Episode 19. How Churchill lost and reclaimed his victory in World War II

There are a terrible lot of lies going about the world,
and the
worst of it is that half of them are true.

Winston Churchill

These days, when a shocking number of people on this planet possess only the most rudimentary grasp of the history of World War II and devoutly believe that in that great confrontation, the US and Great Britain defeated some kind of general “totalitarianism,” many are alarmed by any hint of a discussion of the decisive role played by the USSR in vanquishing the Nazis. But today we’re actually going to take things a step further and demonstrate how Great Britain, which was one of the main orchestrators behind WWII, not only failed to win the war, it actually flat out lost it.

We have already shown how London and Washington’s primary goal in the debut of their Hitler project was to crush any potential competitors to the Anglo-Saxon currency and to create a new, dollar-based world. Yet what had they gained by the time Soviet troops captured the Reichstag in May of 1945?

Not one of London’s goals had been achieved.

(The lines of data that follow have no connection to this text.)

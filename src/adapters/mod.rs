// Adapters layer: concrete implementations of the ledger store port.

pub mod json_file;
pub mod memory;

pub use json_file::JsonFileStore;
pub use memory::MemoryStore;
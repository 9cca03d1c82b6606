use crate::core::scoring::ScoringRules;
use crate::utils::error::{LedgerError, Result};
use crate::utils::validation::{validate_non_empty_string, validate_ordered, Validate};
use regex::Regex;
use serde::{Deserialize, Serialize};
use std::path::Path;

pub const DEFAULT_DATA_PATH: &str = "./rummy.json";

#[derive(Debug, Clone, Default, PartialEq, Serialize, Deserialize)]
#[serde(default)]
pub struct LedgerConfig {
    pub storage: StorageConfig,
    pub scoring: ScoringRules,
    pub logging: LoggingConfig,
}

#[derive(Debug, Clone, PartialEq, Serialize, Deserialize)]
#[serde(default)]
pub struct StorageConfig {
    pub path: String,
}

impl Default for StorageConfig {
    fn default() -> Self {
        Self {
            path: DEFAULT_DATA_PATH.to_string(),
        }
    }
}

#[derive(Debug, Clone, Default, PartialEq, Serialize, Deserialize)]
#[serde(default)]
pub struct LoggingConfig {
    pub json: bool,
    pub verbose: bool,
}

impl LedgerConfig {
    /// Loads configuration from a TOML file.
    pub fn from_file<P: AsRef<Path>>(path: P) -> Result<Self> {
        let content = std::fs::read_to_string(&path).map_err(LedgerError::IoError)?;
        Self::from_toml_str(&content)
    }

    /// Parses TOML, expanding `${VAR}` references from the environment first.
    pub fn from_toml_str(content: &str) -> Result<Self> {
        let processed = Self::substitute_env_vars(content)?;

        toml::from_str(&processed).map_err(|e| LedgerError::ConfigError {
            field: "toml_parsing".to_string(),
            message: format!("TOML parsing error: {}", e),
        })
    }

    /// Unset variables are left as written.
    fn substitute_env_vars(content: &str) -> Result<String> {
        let re = Regex::new(r"\$\{([^}]+)\}").map_err(|e| LedgerError::ConfigError {
            field: "environment".to_string(),
            message: e.to_string(),
        })?;

        let result = re.replace_all(content, |caps: &regex::Captures| {
            let var_name = &caps[1];
            std::env::var(var_name).unwrap_or_else(|_| format!("${{{}}}", var_name))
        });

        Ok(result.to_string())
    }
}

impl Validate for LedgerConfig {
    fn validate(&self) -> Result<()> {
        validate_non_empty_string("storage.path", &self.storage.path)?;
        validate_ordered(
            "scoring.band_low",
            self.scoring.band_low,
            self.scoring.band_high,
        )?;
        Ok(())
    }
}
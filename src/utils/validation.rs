use crate::utils::error::{LedgerError, Result};

pub trait Validate {
    fn validate(&self) -> Result<()>;
}

/// Canonical comparison key for a player name.
pub fn normalize_name(name: &str) -> String {
    name.trim().to_lowercase()
}

/// Parses a submitted score. Sign is checked separately so that a negative
/// value and garbage text report different reasons.
pub fn parse_score(field_name: &str, text: &str) -> Result<i64> {
    let trimmed = text.trim();
    if trimmed.is_empty() {
        return Err(LedgerError::invalid_input(field_name, "score is missing"));
    }
    trimmed.parse::<i64>().map_err(|_| {
        LedgerError::invalid_input(field_name, format!("'{}' is not a whole number", trimmed))
    })
}

pub fn ensure_non_negative(field_name: &str, value: i64) -> Result<()> {
    if value < 0 {
        return Err(LedgerError::invalid_input(
            field_name,
            "scores must be zero or positive",
        ));
    }
    Ok(())
}

pub fn validate_non_negative(field_name: &str, value: i64) -> Result<u32> {
    ensure_non_negative(field_name, value)?;
    u32::try_from(value)
        .map_err(|_| LedgerError::invalid_input(field_name, format!("{} is too large", value)))
}

pub fn validate_non_empty_string(field_name: &str, value: &str) -> Result<()> {
    if value.trim().is_empty() {
        return Err(LedgerError::ConfigError {
            field: field_name.to_string(),
            message: "Value cannot be empty or whitespace-only".to_string(),
        });
    }
    Ok(())
}

pub fn validate_ordered<T: PartialOrd + std::fmt::Display + Copy>(
    field_name: &str,
    low: T,
    high: T,
) -> Result<()> {
    if low > high {
        return Err(LedgerError::ConfigError {
            field: field_name.to_string(),
            message: format!("lower bound {} exceeds upper bound {}", low, high),
        });
    }
    Ok(())
}
use crate::core::{EntryId, LedgerStore, NewEntry, Player, PlayerId, RoundNumber, ScoreEntry};
use crate::utils::error::{LedgerError, Result};
use async_trait::async_trait;
use chrono::Utc;
use serde::{Deserialize, Serialize};
use tokio::sync::RwLock;

/// Complete persisted state. Shared by the in-memory and file stores; every
/// method either applies fully or returns an error before touching `self`.
#[derive(Debug, Clone, Default, PartialEq, Serialize, Deserialize)]
pub struct StoreState {
    last_player_id: u64,
    last_entry_id: u64,
    players: Vec<Player>,
    entries: Vec<ScoreEntry>,
}

impl StoreState {
    pub fn create_player(&mut self, name: &str) -> Player {
        self.last_player_id += 1;
        let player = Player {
            id: PlayerId(self.last_player_id),
            name: name.to_string(),
        };
        self.players.push(player.clone());
        player
    }

    pub fn players(&self) -> Vec<Player> {
        self.players.clone()
    }

    pub fn next_round_number(&self) -> RoundNumber {
        self.entries.iter().map(|e| e.round).max().unwrap_or(0) + 1
    }

    pub fn insert_round(
        &mut self,
        round: RoundNumber,
        entries: Vec<NewEntry>,
    ) -> Result<Vec<ScoreEntry>> {
        if self.entries.iter().any(|e| e.round == round) {
            return Err(LedgerError::invariant(format!("round {} already recorded", round)));
        }
        if let Some(orphan) = entries
            .iter()
            .find(|n| !self.players.iter().any(|p| p.id == n.player_id))
        {
            return Err(LedgerError::not_found("player", orphan.player_id));
        }

        let created_at = Utc::now();
        let mut written = Vec::with_capacity(entries.len());
        for entry in entries {
            self.last_entry_id += 1;
            written.push(ScoreEntry {
                id: EntryId(self.last_entry_id),
                player_id: entry.player_id,
                round,
                raw: entry.raw,
                adjusted: entry.adjusted,
                created_at,
            });
        }
        self.entries.extend(written.iter().cloned());
        Ok(written)
    }

    pub fn round_entries(&self, round: RoundNumber) -> Vec<ScoreEntry> {
        self.entries.iter().filter(|e| e.round == round).cloned().collect()
    }

    pub fn entry(&self, id: EntryId) -> Result<ScoreEntry> {
        self.entries
            .iter()
            .find(|e| e.id == id)
            .cloned()
            .ok_or_else(|| LedgerError::not_found("entry", id))
    }

    pub fn replace_entries(&mut self, updated: &[ScoreEntry]) -> Result<()> {
        let mut positions = Vec::with_capacity(updated.len());
        for entry in updated {
            let idx = self
                .entries
                .iter()
                .position(|e| e.id == entry.id)
                .ok_or_else(|| LedgerError::not_found("entry", entry.id))?;
            positions.push(idx);
        }
        for (idx, entry) in positions.into_iter().zip(updated) {
            let stored = &mut self.entries[idx];
            stored.raw = entry.raw;
            stored.adjusted = entry.adjusted;
        }
        Ok(())
    }

    pub fn entries(&self) -> Vec<ScoreEntry> {
        self.entries.clone()
    }

    pub fn clear_players(&mut self) {
        self.players.clear();
    }

    pub fn clear_rounds(&mut self) {
        self.entries.clear();
    }
}

#[derive(Debug, Default)]
pub struct MemoryStore {
    state: RwLock<StoreState>,
}

impl MemoryStore {
    pub fn new() -> Self {
        Self::default()
    }
}

#[async_trait]
impl LedgerStore for MemoryStore {
    async fn create_player(&self, name: &str) -> Result<Player> {
        Ok(self.state.write().await.create_player(name))
    }

    async fn list_players(&self) -> Result<Vec<Player>> {
        Ok(self.state.read().await.players())
    }

    async fn delete_all_players(&self) -> Result<()> {
        self.state.write().await.clear_players();
        Ok(())
    }

    async fn next_round_number(&self) -> Result<RoundNumber> {
        Ok(self.state.read().await.next_round_number())
    }

    async fn write_round_entries(
        &self,
        round: RoundNumber,
        entries: Vec<NewEntry>,
    ) -> Result<Vec<ScoreEntry>> {
        self.state.write().await.insert_round(round, entries)
    }

    async fn read_round_entries(&self, round: RoundNumber) -> Result<Vec<ScoreEntry>> {
        Ok(self.state.read().await.round_entries(round))
    }

    async fn read_entry(&self, id: EntryId) -> Result<ScoreEntry> {
        self.state.read().await.entry(id)
    }

    async fn write_round(&self, entries: &[ScoreEntry]) -> Result<()> {
        self.state.write().await.replace_entries(entries)
    }

    async fn list_entries(&self) -> Result<Vec<ScoreEntry>> {
        Ok(self.state.read().await.entries())
    }

    async fn delete_all_rounds(&self) -> Result<()> {
        self.state.write().await.clear_rounds();
        Ok(())
    }

    async fn reset_all(&self) -> Result<()> {
        let mut state = self.state.write().await;
        state.clear_rounds();
        state.clear_players();
        Ok(())
    }
}
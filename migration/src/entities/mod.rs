pub mod download_stat;
pub mod manifest_view_stat;
pub mod package;

pub use download_stat::Entity as DownloadStatEntity;
pub use manifest_view_stat::Entity as ManifestViewStatEntity;
pub use package::Entity as PackageEntity;
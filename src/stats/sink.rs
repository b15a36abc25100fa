//! 刷盘目标抽象与分组聚合
//!
//! 存储后端只需实现 [`StatsSink`]：接收一批待刷盘条目并在单个事务内
//! 持久化。分组逻辑放在这里，方便后端实现与单元测试复用。

use std::collections::HashMap;

use super::entry::{PendingEntry, StatsKind};
use crate::period::PeriodType;

/// 待刷盘条目的持久化目标
#[async_trait::async_trait]
pub trait StatsSink: Send + Sync {
    /// 在单个存储事务内持久化全部条目；任何失败都应整体回滚
    async fn flush_stats(&self, entries: Vec<PendingEntry>) -> anyhow::Result<()>;
}

/// 单个周期桶的增量
#[derive(Debug, Clone, PartialEq, Eq)]
pub struct PeriodIncrement {
    pub period_type: PeriodType,
    pub period_value: String,
    pub by: u64,
}

/// 按 (package_name, version) 分组后的条目，下载与 manifest 分开
#[derive(Debug, Clone, Default)]
pub struct GroupedEntry {
    pub package_name: String,
    pub version: String,
    pub downloads: Vec<PeriodIncrement>,
    pub manifest_views: Vec<PeriodIncrement>,
}

/// 把一批条目按包分组，同一 (period_type, period_value) 的增量合并。
/// 编解码正常时不会产生重复的逻辑键，这里的再聚合只是兜底。
pub fn group_entries(entries: &[PendingEntry]) -> Vec<GroupedEntry> {
    let mut groups: HashMap<(String, String), GroupedEntry> = HashMap::new();
    let mut order: Vec<(String, String)> = Vec::new();

    for entry in entries {
        let group_key = (entry.package_name.clone(), entry.version.clone());
        let group = groups.entry(group_key.clone()).or_insert_with(|| {
            order.push(group_key);
            GroupedEntry {
                package_name: entry.package_name.clone(),
                version: entry.version.clone(),
                ..Default::default()
            }
        });

        let increments = match entry.kind {
            StatsKind::Download => &mut group.downloads,
            StatsKind::Manifest => &mut group.manifest_views,
        };

        match increments.iter_mut().find(|inc| {
            inc.period_type == entry.period_type && inc.period_value == entry.period_value
        }) {
            Some(inc) => inc.by += entry.by,
            None => increments.push(PeriodIncrement {
                period_type: entry.period_type,
                period_value: entry.period_value.clone(),
                by: entry.by,
            }),
        }
    }

    order
        .into_iter()
        .filter_map(|key| groups.remove(&key))
        .collect()
}

#[cfg(test)]
mod tests {
    use super::*;

    fn entry(kind: StatsKind, name: &str, version: &str, pt: PeriodType, pv: &str, by: u64) -> PendingEntry {
        PendingEntry {
            kind,
            package_name: name.to_string(),
            version: version.to_string(),
            period_type: pt,
            period_value: pv.to_string(),
            by,
        }
    }

    #[test]
    fn test_groups_by_package_and_splits_kinds() {
        let entries = vec![
            entry(StatsKind::Download, "react", "18.0.0", PeriodType::Daily, "2023-05-17", 1),
            entry(StatsKind::Manifest, "react", "18.0.0", PeriodType::Daily, "2023-05-17", 2),
            entry(StatsKind::Download, "react", "*", PeriodType::Daily, "2023-05-17", 1),
        ];

        let groups = group_entries(&entries);
        assert_eq!(groups.len(), 2);

        let exact = groups.iter().find(|g| g.version == "18.0.0").unwrap();
        assert_eq!(exact.downloads.len(), 1);
        assert_eq!(exact.manifest_views.len(), 1);

        let any = groups.iter().find(|g| g.version == "*").unwrap();
        assert_eq!(any.downloads.len(), 1);
        assert!(any.manifest_views.is_empty());
    }

    #[test]
    fn test_merges_duplicate_period_pairs() {
        let entries = vec![
            entry(StatsKind::Download, "react", "18.0.0", PeriodType::Daily, "2023-05-17", 1),
            entry(StatsKind::Download, "react", "18.0.0", PeriodType::Daily, "2023-05-17", 3),
        ];

        let groups = group_entries(&entries);
        assert_eq!(groups.len(), 1);
        assert_eq!(groups[0].downloads.len(), 1);
        assert_eq!(groups[0].downloads[0].by, 4);
    }
}
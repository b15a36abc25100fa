pub mod duration;

pub use duration::parse_duration_ms;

They had played a sophisticated political game, nudging the Nazis into power and conceding half of Europe in order to play Germany off against Russia. It was a story of huge financial losses and brilliant secret operations. But in the end, Russian troops were stationed many hundreds of kilometers further west than they had been on Sept. 1, 1939. What would the shareholders in a European soccer club say if, after millions of euros and many years of recruiting, their new coach took that team from first place down to third? That’s how Great Britain’s ranking dropped after WWII. London had previously held the top spot both globally and in Europe. There is no doubt from now onwards Russia is all-powerful in Europe,” wrote British Field Marshal Sir Alan Brooke in his diary in the spring of 1945.

Someone had to answer for this. Churchill had won the war in such a way that his victory was very reminiscent of defeat. As a result, instead of receiving an award for his triumph over Nazi Germany, Churchill was handed … a humiliating resignation.

Stalin, Truman and Churchill in Potsdam, Germany, July 1945
Stalin, Truman and Churchill in Potsdam, Germany, July 1945

July 1945. In the German city of Potsdam, the victors – the leaders of the conquering powers – were holding a conference. Stalin, Truman, and Churchill were seated at the negotiating table. And suddenly, in the middle of the conference, Churchill is forced out of office and has to go home. London offered to send him back to Potsdam as the deputy to the new prime minister – a man who had previously attended every conference in his role as Churchill’s deputy! Churchill felt crushed and bewildered. When the king offered him the Order of the Garter as a consolation prize, the former prime minister turned him down …

When studying the history of the Second World War, it is important to understand that Hitler nursed no plans to conquer the whole world. Meanwhile, the banking families that founded the Bank of England in 1694 and the Federal Reserve System in 1913 were confident that they stood at the threshold of world domination. Only one step remained – to force everyone to sign the Bretton Woods Agreement and make the dollar a surrogate for gold.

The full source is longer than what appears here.